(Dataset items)
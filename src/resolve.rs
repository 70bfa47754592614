//! Fallback orchestration across the configured price sources.

use crate::core::{AllSourcesExhausted, PriceMap, PriceSource};
use crate::net::QuoteFetcher;
use crate::sources;
use tracing::{info, warn};

/// A successful resolution: the first non-empty price table found, along
/// with which candidate produced it.
#[derive(Debug)]
pub struct Resolution {
    pub prices: PriceMap,
    pub source: PriceSource,
    pub attempt: usize,
}

/// Walks `candidates` in order, fetching and normalizing each until one
/// yields a non-empty price table. Sources are attempted exactly once,
/// strictly sequentially; the first success wins and later candidates are
/// never contacted. Results are never merged across sources.
pub async fn resolve_prices(
    fetcher: &dyn QuoteFetcher,
    candidates: &[PriceSource],
) -> Result<Resolution, AllSourcesExhausted> {
    for (index, source) in candidates.iter().enumerate() {
        let attempt = index + 1;
        info!(attempt, url = %source.url, "Trying price source");

        let raw = match fetcher.fetch(&source.url).await {
            Ok(raw) => raw,
            Err(err) => {
                warn!(url = %source.url, error = %err, "Fetch failed, trying next source");
                continue;
            }
        };

        match sources::normalize(&raw, source.kind) {
            Ok(prices) => {
                info!(url = %source.url, currencies = prices.len(), "Price source succeeded");
                return Ok(Resolution {
                    prices,
                    source: source.clone(),
                    attempt,
                });
            }
            Err(err) => {
                warn!(url = %source.url, error = %err, "Normalization failed, trying next source");
            }
        }
    }

    Err(AllSourcesExhausted {
        attempts: candidates.len(),
    })
}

• _Requirement_
Retype only this portion of the data above: the line containing "each until one", the line containing "let attempt = index + 1;", and all lines between them, exactly.

• _Exercise solution_
/// Walks `candidates` in order, fetching and normalizing each until one
/// yields a non-empty price table. Sources are attempted exactly once,
/// strictly sequentially; the first success wins and later candidates are
/// never contacted. Results are never merged across sources.
pub async fn resolve_prices(
    fetcher: &dyn QuoteFetcher,
    candidates: &[PriceSource],
) -> Result<Resolution, AllSourcesExhausted> {
    for (index, source) in candidates.iter().enumerate() {
        let attempt = index + 1;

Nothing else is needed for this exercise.